PROVIDED DATA ::
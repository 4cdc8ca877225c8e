pub mod api;
pub mod chain;
pub mod config;
pub mod discovery;
pub mod error;
pub mod feed;
pub mod format;
pub mod generation;
pub mod models;
pub mod panel;
pub mod portfolio;
pub mod search;
pub mod sort;
pub mod wallets;

pub use api::DexApiClient;
pub use error::{ApiError, ErrorKind, WalletError};
/// Reshapes a discovery result into a trending-table row.
pub fn summarize(item: DiscoveryItem) -> TokenSummary {
    let DiscoveryItem { metadata, metrics } = item;
    let holders = resolve_number(&metrics, "holders.oneDay", 0.0).max(0.0) as u64;

    TokenSummary {
        chain_id: metadata.chain_id,
        token_address: metadata.token_address,
        name: metadata.name,
        symbol: metadata.symbol,
        logo: metadata.logo,
        decimals: metadata.decimals,
        usd_price: metadata.usd_price,
        created_at: 0,
        market_cap: metadata.market_cap,
        fully_diluted_valuation: metadata.fully_diluted_value,
        liquidity_usd: metadata.fully_diluted_value * LIQUIDITY_FDV_RATIO,
        liquidity_estimated: true,
        holders,
        price_percent_change: metric_by_timeframe(&metrics, DiscoveryMetric::UsdPricePercentChange),
        total_volume: metric_by_timeframe(&metrics, DiscoveryMetric::VolumeUsd),
        transactions: traded_volume(&metrics),
        transactions_estimated: true,
        buy_transactions: PerTimeframe::default(),
        sell_transactions: PerTimeframe::default(),
        buyers: metric_by_timeframe(&metrics, DiscoveryMetric::Buyers),
        sellers: metric_by_timeframe(&metrics, DiscoveryMetric::Sellers),
    }
}
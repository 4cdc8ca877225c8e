use dexscope_core::discovery::DiscoveryRequest;
use dexscope_core::feed::PollUpdate;
use dexscope_core::generation::Ticket;
use dexscope_core::models::{
    HolderInsights, HolderPage, NetWorth, Pair, PairStats, PumpStage, PumpToken, SearchResult,
    Sniper, Swap, TokenMetadata, TokenSummary, WalletToken,
};
use dexscope_core::ApiError;

/// Results delivered from background tasks to the UI loop. Every variant carries the
/// ticket of the request that produced it.
#[derive(Debug)]
pub enum AppEvent {
    TokenList(Ticket, Result<Vec<TokenSummary>, ApiError>),
    SearchResults(Ticket, Result<Vec<SearchResult>, ApiError>),
    Suggestions(Ticket, Result<Vec<TokenSummary>, ApiError>),
    Metadata(Ticket, Result<Option<TokenMetadata>, ApiError>),
    Pairs(Ticket, Result<Vec<Pair>, ApiError>),
    Stats(Ticket, Result<PairStats, ApiError>),
    Swaps(Ticket, PollUpdate<Swap>),
    Holders {
        ticket: Ticket,
        append: bool,
        result: Result<HolderPage, ApiError>,
    },
    Insights(Ticket, Result<HolderInsights, ApiError>),
    Snipers(Ticket, Result<Vec<Sniper>, ApiError>),
    NetWorth(Ticket, Result<NetWorth, ApiError>),
    WalletTokens(Ticket, Result<Vec<WalletToken>, ApiError>),
    Pump(Ticket, PumpStage, PollUpdate<PumpToken>),
}

/// Work the UI asks the task layer to start.
#[derive(Debug, Clone, PartialEq)]
pub enum Command {
    FetchTrending {
        ticket: Ticket,
        chain: Option<String>,
    },
    Discover {
        ticket: Ticket,
        request: DiscoveryRequest,
    },
    Search {
        ticket: Ticket,
        query: String,
    },
    FetchSuggestions {
        ticket: Ticket,
    },
    LoadToken {
        ticket: Ticket,
        chain: String,
        address: String,
    },
    /// Stats, snipers and the polled swap feed of one pair.
    LoadPair {
        ticket: Ticket,
        chain: String,
        pair: String,
    },
    LoadHolders {
        ticket: Ticket,
        chain: String,
        address: String,
        cursor: Option<String>,
    },
    LoadInsights {
        ticket: Ticket,
        chain: String,
        address: String,
    },
    LoadNetWorth {
        ticket: Ticket,
        address: String,
    },
    LoadWalletTokens {
        ticket: Ticket,
        address: String,
        chain: String,
    },
    WatchPumpBoards {
        ticket: Ticket,
    },
}
#[cfg(test)]
mod tests {
    use super::*;
    use crate::error::ErrorKind;
    use tokio::io::{AsyncReadExt, AsyncWriteExt};
    use tokio::net::TcpListener;
    use tokio::task::JoinHandle;

    fn config(base: &str, key: &str) -> ApiConfig {
        ApiConfig {
            base_url: base.to_string(),
            solana_gateway_url: base.to_string(),
            key: key.to_string(),
            timeout_secs: 5,
        }
    }

    /// Serves one canned HTTP response and hands back the raw request head.
    async fn serve_once(status_line: &'static str, body: &'static str) -> (String, JoinHandle<String>) {
        let listener = TcpListener::bind("127.0.0.1:0").await.unwrap();
        let addr = listener.local_addr().unwrap();
        let handle = tokio::spawn(async move {
            let (mut socket, _) = listener.accept().await.unwrap();
            let mut request = Vec::new();
            let mut buf = [0u8; 1024];
            while !request.windows(4).any(|w| w == b"\r\n\r\n") {
                let n = socket.read(&mut buf).await.unwrap();
                if n == 0 {
                    break;
                }
                request.extend_from_slice(&buf[..n]);
            }
            let response = format!(
                "HTTP/1.1 {status_line}\r\ncontent-type: application/json\r\ncontent-length: {}\r\nconnection: close\r\n\r\n{body}",
                body.len()
            );
            socket.write_all(response.as_bytes()).await.unwrap();
            String::from_utf8_lossy(&request).to_string()
        });
        (format!("http://{addr}"), handle)
    }

    #[tokio::test]
    async fn test_missing_key_fails_before_request() {
        let client = DexApiClient::new(&config("http://127.0.0.1:9", "")).unwrap();
        assert!(!client.has_api_key());
        let err = client.trending_tokens(None, 10).await.unwrap_err();
        assert!(matches!(err, ApiError::MissingApiKey));
        assert_eq!(err.kind(), ErrorKind::Auth);
    }

    #[tokio::test]
    async fn test_holders_unsupported_on_solana() {
        let client = DexApiClient::new(&config("http://127.0.0.1:9", "key")).unwrap();
        let err = client.token_holders("solana", "So1", None).await.unwrap_err();
        assert_eq!(err.kind(), ErrorKind::Unsupported);
        let err = client.holder_insights("solana", "So1").await.unwrap_err();
        assert_eq!(err.kind(), ErrorKind::Unsupported);
    }

    #[tokio::test]
    async fn test_trending_sends_key_and_reads_envelope() {
        let (base, server) = serve_once(
            "200 OK",
            r#"{"result":[{"tokenAddress":"0xabc","symbol":"PEPE","usdPrice":"0.5"}]}"#,
        )
        .await;
        let client = DexApiClient::new(&config(&base, "secret")).unwrap();

        let tokens = client.trending_tokens(Some("bsc"), 25).await.unwrap();
        assert_eq!(tokens.len(), 1);
        assert_eq!(tokens[0].display_symbol(), "PEPE");
        assert_eq!(tokens[0].usd_price, 0.5);

        let request = server.await.unwrap().to_lowercase();
        assert!(request.starts_with("get /tokens/trending?limit=25&chain=0x38 "));
        assert!(request.contains("x-api-key: secret"));
        assert!(request.contains("accept: application/json"));
    }

    #[tokio::test]
    async fn test_status_is_surfaced() {
        let (base, server) = serve_once("429 Too Many Requests", "").await;
        let client = DexApiClient::new(&config(&base, "secret")).unwrap();

        let err = client.search_tokens("pepe", &["eth"], 5).await.unwrap_err();
        assert_eq!(err.status(), Some(429));
        assert_eq!(err.kind(), ErrorKind::RateLimit);
        server.await.unwrap();
    }

    #[tokio::test]
    async fn test_bad_body_is_decode_error() {
        let (base, server) = serve_once("200 OK", "<html>oops</html>").await;
        let client = DexApiClient::new(&config(&base, "secret")).unwrap();

        let err = client.pair_stats("0x1", "0xpair").await.unwrap_err();
        assert_eq!(err.kind(), ErrorKind::Decode);
        server.await.unwrap();
    }

    #[tokio::test]
    async fn test_wallet_tokens_sorted_and_tagged() {
        let (base, server) = serve_once(
            "200 OK",
            r#"{"result":[{"symbol":"A","usd_value":1.5},{"symbol":"B","usd_value":"90"}]}"#,
        )
        .await;
        let client = DexApiClient::new(&config(&base, "secret")).unwrap();

        let tokens = client.wallet_tokens("0xwallet", "base").await.unwrap();
        let symbols: Vec<&str> = tokens.iter().filter_map(|t| t.symbol.as_deref()).collect();
        assert_eq!(symbols, vec!["B", "A"]);
        assert!(tokens.iter().all(|t| t.chain == "base"));
        server.await.unwrap();
    }
}
/// Periods reported by the pair statistics endpoint.
#[derive(Debug, Clone, Copy, PartialEq, Eq)]
pub enum StatsPeriod {
    FiveMinutes,
    OneHour,
    FourHours,
    OneDay,
}

impl StatsPeriod {
    pub const ALL: [StatsPeriod; 4] = [
        StatsPeriod::FiveMinutes,
        StatsPeriod::OneHour,
        StatsPeriod::FourHours,
        StatsPeriod::OneDay,
    ];

    pub fn label(self) -> &'static str {
        match self {
            StatsPeriod::FiveMinutes => "5m",
            StatsPeriod::OneHour => "1h",
            StatsPeriod::FourHours => "4h",
            StatsPeriod::OneDay => "24h",
        }
    }

    pub fn next(self) -> Self {
        match self {
            StatsPeriod::FiveMinutes => StatsPeriod::OneHour,
            StatsPeriod::OneHour => StatsPeriod::FourHours,
            StatsPeriod::FourHours => StatsPeriod::OneDay,
            StatsPeriod::OneDay => StatsPeriod::FiveMinutes,
        }
    }
}

#[serde_as]
#[derive(Debug, Clone, Copy, Default, PartialEq, Serialize, Deserialize)]
pub struct PeriodValues {
    #[serde(rename = "5min", default)]
    #[serde_as(deserialize_as = "Lenient")]
    pub five_minutes: f64,
    #[serde(rename = "1h", default)]
    #[serde_as(deserialize_as = "Lenient")]
    pub one_hour: f64,
    #[serde(rename = "4h", default)]
    #[serde_as(deserialize_as = "Lenient")]
    pub four_hours: f64,
    #[serde(rename = "24h", default)]
    #[serde_as(deserialize_as = "Lenient")]
    pub one_day: f64,
}

impl PeriodValues {
    pub fn get(&self, period: StatsPeriod) -> f64 {
        match period {
            StatsPeriod::FiveMinutes => self.five_minutes,
            StatsPeriod::OneHour => self.one_hour,
            StatsPeriod::FourHours => self.four_hours,
            StatsPeriod::OneDay => self.one_day,
        }
    }
}

#[serde_as]
#[derive(Debug, Clone, Default, PartialEq, Serialize, Deserialize)]
#[serde(rename_all = "camelCase")]
pub struct PairStats {
    pub pair_label: Option<String>,
    pub exchange: Option<String>,
    #[serde(default)]
    #[serde_as(deserialize_as = "Lenient")]
    pub current_usd_price: f64,
    #[serde(default)]
    #[serde_as(deserialize_as = "Lenient")]
    pub total_liquidity_usd: f64,
    #[serde(default)]
    #[serde_as(deserialize_as = "DefaultOnError")]
    pub price_percent_change: PeriodValues,
    #[serde(default)]
    #[serde_as(deserialize_as = "DefaultOnError")]
    pub buys: PeriodValues,
    #[serde(default)]
    #[serde_as(deserialize_as = "DefaultOnError")]
    pub sells: PeriodValues,
    #[serde(default)]
    #[serde_as(deserialize_as = "DefaultOnError")]
    pub total_volume: PeriodValues,
    #[serde(default)]
    #[serde_as(deserialize_as = "DefaultOnError")]
    pub buy_volume: PeriodValues,
    #[serde(default)]
    #[serde_as(deserialize_as = "DefaultOnError")]
    pub sell_volume: PeriodValues,
    #[serde(default)]
    #[serde_as(deserialize_as = "DefaultOnError")]
    pub buyers: PeriodValues,
    #[serde(default)]
    #[serde_as(deserialize_as = "DefaultOnError")]
    pub sellers: PeriodValues,
}

/// Activity of a pair over one period.
#[derive(Debug, Clone, Copy, Default, PartialEq)]
pub struct PeriodSnapshot {
    pub price_change: f64,
    pub buys: f64,
    pub sells: f64,
    pub buy_volume: f64,
    pub sell_volume: f64,
    pub buyers: f64,
    pub sellers: f64,
    pub total_volume: f64,
}

impl PairStats {
    pub fn period(&self, period: StatsPeriod) -> PeriodSnapshot {
        PeriodSnapshot {
            price_change: self.price_percent_change.get(period),
            buys: self.buys.get(period),
            sells: self.sells.get(period),
            buy_volume: self.buy_volume.get(period),
            sell_volume: self.sell_volume.get(period),
            buyers: self.buyers.get(period),
            sellers: self.sellers.get(period),
            total_volume: self.total_volume.get(period),
        }
    }
}

/// Share of `a` in `a + b`, or an even split when there is nothing to compare.
pub fn buy_ratio(a: f64, b: f64) -> f64 {
    let total = a + b;
    if total <= 0.0 || !total.is_finite() {
        return 0.5;
    }
    a / total
}

#[derive(Debug, Clone, Copy, PartialEq, Eq)]
pub enum TransactionType {
    Buy,
    Sell,
    AddLiquidity,
    RemoveLiquidity,
    Other,
}

impl TransactionType {
    pub fn parse(raw: &str) -> Self {
        match raw.to_ascii_lowercase().as_str() {
            "buy" => TransactionType::Buy,
            "sell" => TransactionType::Sell,
            "addliquidity" => TransactionType::AddLiquidity,
            "removeliquidity" => TransactionType::RemoveLiquidity,
            _ => TransactionType::Other,
        }
    }

    pub fn label(self) -> &'static str {
        match self {
            TransactionType::Buy => "Buy",
            TransactionType::Sell => "Sell",
            TransactionType::AddLiquidity => "Add Liquidity",
            TransactionType::RemoveLiquidity => "Remove Liquidity",
            TransactionType::Other => "Unknown",
        }
    }

    pub fn is_inflow(self) -> bool {
        matches!(self, TransactionType::Buy | TransactionType::AddLiquidity)
    }
}

/// One swap on a pair. Identity is the transaction hash.
#[serde_as]
#[derive(Debug, Clone, Default, PartialEq, Serialize, Deserialize)]
#[serde(rename_all = "camelCase")]
pub struct Swap {
    #[serde(default)]
    pub transaction_hash: String,
    #[serde(default)]
    pub transaction_type: String,
    #[serde(default)]
    #[serde_as(deserialize_as = "DefaultOnError")]
    pub block_timestamp: Option<DateTime<Utc>>,
    #[serde(default)]
    pub wallet_address: String,
    #[serde(default)]
    #[serde_as(deserialize_as = "Lenient")]
    pub base_token_amount: f64,
    #[serde(default)]
    #[serde_as(deserialize_as = "Lenient")]
    pub quote_token_amount: f64,
    #[serde(default)]
    #[serde_as(deserialize_as = "Lenient")]
    pub base_token_price_usd: f64,
    #[serde(default)]
    #[serde_as(deserialize_as = "Lenient")]
    pub total_value_usd: f64,
}

impl Swap {
    pub fn kind(&self) -> TransactionType {
        TransactionType::parse(&self.transaction_type)
    }
}

#[derive(Debug, Clone, Default, PartialEq, Serialize, Deserialize)]
pub struct SwapToken {
    #[serde(default)]
    pub address: String,
    pub name: Option<String>,
    pub symbol: Option<String>,
}

#[serde_as]
#[derive(Debug, Clone, Default, Deserialize)]
#[serde(rename_all = "camelCase")]
pub struct SwapPage {
    pub cursor: Option<String>,
    pub pair_label: Option<String>,
    #[serde(default)]
    #[serde_as(deserialize_as = "DefaultOnError")]
    pub base_token: Option<SwapToken>,
    #[serde(default)]
    #[serde_as(deserialize_as = "DefaultOnError")]
    pub quote_token: Option<SwapToken>,
    #[serde(default)]
    pub result: Vec<Swap>,
}

#[serde_as]
#[derive(Debug, Clone, Default, PartialEq, Serialize, Deserialize)]
pub struct Holder {
    #[serde(default)]
    pub owner_address: String,
    pub owner_address_label: Option<String>,
    pub entity: Option<String>,
    #[serde(default)]
    pub is_contract: bool,
    #[serde(default)]
    #[serde_as(deserialize_as = "Lenient")]
    pub balance_formatted: f64,
    #[serde(default)]
    #[serde_as(deserialize_as = "Lenient")]
    pub usd_value: f64,
    #[serde(default)]
    #[serde_as(deserialize_as = "Lenient")]
    pub percentage_relative_to_total_supply: f64,
}

#[derive(Debug, Clone, Default, Deserialize)]
pub struct HolderPage {
    pub cursor: Option<String>,
    #[serde(default)]
    pub result: Vec<Holder>,
}

#[serde_as]
#[derive(Debug, Clone, Copy, Default, PartialEq, Serialize, Deserialize)]
pub struct HoldersByAcquisition {
    #[serde(default)]
    #[serde_as(deserialize_as = "Lenient")]
    pub swap: f64,
    #[serde(default)]
    #[serde_as(deserialize_as = "Lenient")]
    pub transfer: f64,
    #[serde(default)]
    #[serde_as(deserialize_as = "Lenient")]
    pub airdrop: f64,
}

#[serde_as]
#[derive(Debug, Clone, Copy, Default, PartialEq, Serialize, Deserialize)]
#[serde(rename_all = "camelCase")]
pub struct HolderChange {
    #[serde(default)]
    #[serde_as(deserialize_as = "Lenient")]
    pub change: f64,
    #[serde(default)]
    #[serde_as(deserialize_as = "Lenient")]
    pub change_percent: f64,
}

EXERCISE DETAILS :: In the material above, how many lines contain "DiscoveryMetric"? Reply with only the number.

SOLVED EXERCISE :: 4